|Title:||Marching from Defeat - Surviving the Collapse of the German Army in the Soviet Union 1944|
|Published:||Pen & Sword|
In Marching from Defeat Claus Neuber, an artillery lieutenant in the 18th grenadier panzer division of the German Fourth Army, writes about how he made his way through the encirclement of Germans by the Soviets on the Eastern front in the summer of 1944. In June 1944 Operation Bagration started there. (The name is a reference to the Russian general Pjotr Bagration from the time of the invasion of Russia by Napoleon.) The Soviet Union launched a large scale attack on the positions of the Axis powers and broke straight through them. The Eastern front collapsed. Belarus and the east of Poland were liberated soon after that. The Germans made a fast retreat and dug out new positions, that were also quickly overrun. Army divisions were swiftly separated, and thousands of German soldiers were trapped behind Soviet lines due to the rapid advance of the Soviets.

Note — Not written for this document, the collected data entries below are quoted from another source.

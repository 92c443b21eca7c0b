// HTTP handlers for order endpoints

use axum::{
    extract::{Path, Query, State},
    http::StatusCode,
    Json,
};
use serde::Deserialize;
use uuid::Uuid;
use validator::Validate;

use crate::orders::{
    CreateOrderRequest, OrderError, OrderResponse, OrderStatus, PaymentConfirmation,
    TransitionRequest,
};
use crate::AppState;

/// Query parameters for order listing
#[derive(Debug, Deserialize)]
pub struct OrderListQuery {
    /// Optional status filter
    pub status: Option<OrderStatus>,
}

/// Handler for POST /api/orders
/// Creates a new order in `pending`
pub async fn create_order_handler(
    State(state): State<AppState>,
    Json(request): Json<CreateOrderRequest>,
) -> Result<(StatusCode, Json<OrderResponse>), OrderError> {
    request
        .validate()
        .map_err(|e| OrderError::ValidationError(e.to_string()))?;

    let order = state.orders.create_order(request).await?;
    let response = state.orders.order_response(order).await?;

    Ok((StatusCode::CREATED, Json(response)))
}

/// Handler for GET /api/orders
/// Lists orders, optionally filtered by status
pub async fn list_orders_handler(
    State(state): State<AppState>,
    Query(query): Query<OrderListQuery>,
) -> Result<Json<Vec<OrderResponse>>, OrderError> {
    let orders = state.orders.list_orders(query.status).await?;

    let mut responses = Vec::with_capacity(orders.len());
    for order in orders {
        responses.push(state.orders.order_response(order).await?);
    }

    Ok(Json(responses))
}

/// Handler for GET /api/orders/{order_id}
pub async fn get_order_handler(
    State(state): State<AppState>,
    Path(order_id): Path<Uuid>,
) -> Result<Json<OrderResponse>, OrderError> {
    let order = state.orders.get_order(order_id).await?;
    let response = state.orders.order_response(order).await?;

    Ok(Json(response))
}

/// Handler for POST /api/orders/{order_id}/transition
/// Moves an order to a new status, with stock and analytics side effects
pub async fn transition_order_handler(
    State(state): State<AppState>,
    Path(order_id): Path<Uuid>,
    Json(request): Json<TransitionRequest>,
) -> Result<Json<OrderResponse>, OrderError> {
    let actor = request.actor.unwrap_or_else(|| "admin".to_string());
    let order = state
        .orders
        .transition_order(order_id, request.status, request.note, &actor)
        .await?;
    let response = state.orders.order_response(order).await?;

    Ok(Json(response))
}

/// Handler for POST /api/payments/confirm
/// Consumes the payment collaborator's confirmation signal
pub async fn confirm_payment_handler(
    State(state): State<AppState>,
    Json(confirmation): Json<PaymentConfirmation>,
) -> Result<Json<OrderResponse>, OrderError> {
    let order = state
        .orders
        .confirm_payment(confirmation.order_id, confirmation.success)
        .await?;
    let response = state.orders.order_response(order).await?;

    Ok(Json(response))
}
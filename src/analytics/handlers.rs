// HTTP handlers for analytics endpoints

use axum::{
    extract::{Query, State},
    Json,
};
use chrono::Utc;

use crate::analytics::accumulator::AnalyticsAccumulator;
use crate::analytics::reports::SalesReports;
use crate::analytics::{
    CategoryPerformance, Period, RecomputeResult, TopProduct, TopProductsQuery,
};
use crate::error::ApiError;
use crate::AppState;

/// Handler for GET /api/analytics/categories
/// Per-category units and revenue for the period (default last 30 days)
pub async fn category_performance_handler(
    State(state): State<AppState>,
    Query(period): Query<Period>,
) -> Result<Json<Vec<CategoryPerformance>>, ApiError> {
    let (from, to) = period.resolve(Utc::now());
    let rows = SalesReports::category_performance(&state.db, from, to).await?;

    Ok(Json(rows))
}

/// Handler for GET /api/analytics/top-products
/// Best-selling products for the period
pub async fn top_products_handler(
    State(state): State<AppState>,
    Query(query): Query<TopProductsQuery>,
) -> Result<Json<Vec<TopProduct>>, ApiError> {
    let period = Period {
        from: query.from,
        to: query.to,
    };
    let (from, to) = period.resolve(Utc::now());
    let rows = SalesReports::top_moving_products(&state.db, from, to, query.limit).await?;

    Ok(Json(rows))
}

/// Handler for POST /api/analytics/recompute
/// Operator-triggered integrity repair: rebuild all product aggregates from
/// the delivered order history
pub async fn recompute_handler(
    State(state): State<AppState>,
) -> Result<Json<RecomputeResult>, ApiError> {
    let orders_processed = AnalyticsAccumulator::recompute(&state.db).await?;

    Ok(Json(RecomputeResult { orders_processed }))
}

Claus Neuber was one of the German soldiers who ended up in enemy territory. He had to make his way through enemy lines to get back to his own position. This road was long. One reason is that he was taken prisoner by Russian soldiers and first had to escape before he could continue his journey, and then he had to evade partisans and Soviet soldiers all the while needing to find food. After nearly 70 days he managed to reach his own troops. In Marching from Defeat he writes about what he went through day by day. The personal anecdotes make it especially interesting, because they make it very human. One example is about a few photographs of German movie stars that were used to decorate the bunker in which he was staying. When the bunker was abandoned, Neuber did not wish the photographs of the women to fall into Russian hands, and therefore he ripped them off the wall, crumbled them into a ball of paper, and buried them.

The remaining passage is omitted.